Work to be completed: From start to end, print the entire listing below exactly.

Input:

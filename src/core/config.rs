use std::env;
use std::time::Duration;

pub const DEFAULT_API_URL: &str = "http://localhost:8000/api";
pub const DEFAULT_POLL_INTERVAL_MS: u64 = 5000;
pub const DEFAULT_METRICS_LIMIT: usize = 50;
pub const DEFAULT_REQUEST_TIMEOUT_SECS: u64 = 120;

/// Settings shared by every controller. Built once at startup and
/// handed to each component rather than read from globals.
#[derive(Clone, Debug)]
pub struct AppConfig {
    /// Base URL of the backend, always ending in `/api`
    pub api_url: String,
    pub poll_interval: Duration,
    pub metrics_limit: usize,
    pub request_timeout: Duration,
}

impl AppConfig {
    pub fn new(api_url: Option<&str>) -> Self {
        Self {
            api_url: resolve_api_url(api_url),
            poll_interval: Duration::from_millis(DEFAULT_POLL_INTERVAL_MS),
            metrics_limit: DEFAULT_METRICS_LIMIT,
            request_timeout: Duration::from_secs(DEFAULT_REQUEST_TIMEOUT_SECS),
        }
    }

    /// Replaces the base URL, applying the same normalization as the
    /// environment variable.
    pub fn with_api_url(mut self, api_url: &str) -> Self {
        self.api_url = resolve_api_url(Some(api_url));
        self
    }

    /// The backend root without the `/api` prefix.
    pub fn root_url(&self) -> &str {
        self.api_url.strip_suffix("/api").unwrap_or(&self.api_url)
    }

    pub fn endpoint(&self, path: &str) -> String {
        format!("{}/{}", self.api_url, path.trim_start_matches('/'))
    }
}

impl Default for AppConfig {
    fn default() -> Self {
        let api_url = env::var("RAGDESK_API_URL").ok();
        let poll_interval_ms = env_or("RAGDESK_POLL_INTERVAL_MS", DEFAULT_POLL_INTERVAL_MS);
        let metrics_limit = env_or("RAGDESK_METRICS_LIMIT", DEFAULT_METRICS_LIMIT);
        let request_timeout_secs =
            env_or("RAGDESK_REQUEST_TIMEOUT_SECS", DEFAULT_REQUEST_TIMEOUT_SECS);

        Self {
            api_url: resolve_api_url(api_url.as_deref()),
            poll_interval: Duration::from_millis(poll_interval_ms),
            metrics_limit,
            request_timeout: Duration::from_secs(request_timeout_secs),
        }
    }
}

fn env_or<T: std::str::FromStr>(key: &str, default: T) -> T {
    match env::var(key) {
        Ok(value) => value.trim().parse().unwrap_or_else(|_| {
            tracing::warn!("Ignoring invalid value for {}: {}", key, value);
            default
        }),
        Err(_) => default,
    }
}

/// Normalize a configured backend location into an `/api` base URL.
///
/// A missing value points at a local backend. Bare hostnames (as
/// handed out by most hosting providers) get an `https://` scheme.
pub fn resolve_api_url(configured: Option<&str>) -> String {
    let url = match configured.map(str::trim) {
        Some(url) if !url.is_empty() => url,
        _ => return DEFAULT_API_URL.to_string(),
    };

    let mut url = if url.starts_with("http") {
        url.to_string()
    } else {
        format!("https://{}", url)
    };

    if url.ends_with('/') {
        url.pop();
    }
    if !url.ends_with("/api") {
        url.push_str("/api");
    }
    url
}
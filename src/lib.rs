pub mod api;
pub mod chat;
pub mod cli;
pub mod core;
pub mod documents;
pub mod jobs;
pub mod metrics;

Answer:
filename src/core/config.rs
use std::env;
use std::time::Duration;

pub const DEFAULT_API_URL: &str = "http://localhost:8000/api";
pub const DEFAULT_POLL_INTERVAL_MS: u64 = 5000;
pub const DEFAULT_METRICS_LIMIT: usize = 50;
pub const DEFAULT_REQUEST_TIMEOUT_SECS: u64 = 120;

/// Settings shared by every controller. Built once at startup and
/// handed to each component rather than read from globals.
#[derive(Clone, Debug)]
pub struct AppConfig {
    /// Base URL of the backend, always ending in `/api`
    pub api_url: String,
    pub poll_interval: Duration,
    pub metrics_limit: usize,
    pub request_timeout: Duration,
}

impl AppConfig {
    pub fn new(api_url: Option<&str>) -> Self {
        Self {
            api_url: resolve_api_url(api_url),
            poll_interval: Duration::from_millis(DEFAULT_POLL_INTERVAL_MS),
            metrics_limit: DEFAULT_METRICS_LIMIT,
            request_timeout: Duration::from_secs(DEFAULT_REQUEST_TIMEOUT_SECS),
        }
    }

    /// Replaces the base URL, applying the same normalization as the
    /// environment variable.
    pub fn with_api_url(mut self, api_url: &str) -> Self {
        self.api_url = resolve_api_url(Some(api_url));
        self
    }

    /// The backend root without the `/api` prefix.
    pub fn root_url(&self) -> &str {
        self.api_url.strip_suffix("/api").unwrap_or(&self.api_url)
    }

    pub fn endpoint(&self, path: &str) -> String {
        format!("{}/{}", self.api_url, path.trim_start_matches('/'))
    }
}

impl Default for AppConfig {
    fn default() -> Self {
        let api_url = env::var("RAGDESK_API_URL").ok();
        let poll_interval_ms = env_or("RAGDESK_POLL_INTERVAL_MS", DEFAULT_POLL_INTERVAL_MS);
        let metrics_limit = env_or("RAGDESK_METRICS_LIMIT", DEFAULT_METRICS_LIMIT);
        let request_timeout_secs =
            env_or("RAGDESK_REQUEST_TIMEOUT_SECS", DEFAULT_REQUEST_TIMEOUT_SECS);

        Self {
            api_url: resolve_api_url(api_url.as_deref()),
            poll_interval: Duration::from_millis(poll_interval_ms),
            metrics_limit,
            request_timeout: Duration::from_secs(request_timeout_secs),
        }
    }
}

fn env_or<T: std::str::FromStr>(key: &str, default: T) -> T {
    match env::var(key) {
        Ok(value) => value.trim().parse().unwrap_or_else(|_| {
            tracing::warn!("Ignoring invalid value for {}: {}", key, value);
            default
        }),
        Err(_) => default,
    }
}

/// Normalize a configured backend location into an `/api` base URL.
///
/// A missing value points at a local backend. Bare hostnames (as
/// handed out by most hosting providers) get an `https://` scheme.
pub fn resolve_api_url(configured: Option<&str>) -> String {
    let url = match configured.map(str::trim) {
        Some(url) if !url.is_empty() => url,
        _ => return DEFAULT_API_URL.to_string(),
    };

    let mut url = if url.starts_with("http") {
        url.to_string()
    } else {
        format!("https://{}", url)
    };

    if url.ends_with('/') {
        url.pop();
    }
    if !url.ends_with("/api") {
        url.push_str("/api");
    }
    url
}
filename src/lib.rs
pub mod api;
pub mod chat;
pub mod cli;
pub mod core;
pub mod documents;
pub mod jobs;
pub mod metrics;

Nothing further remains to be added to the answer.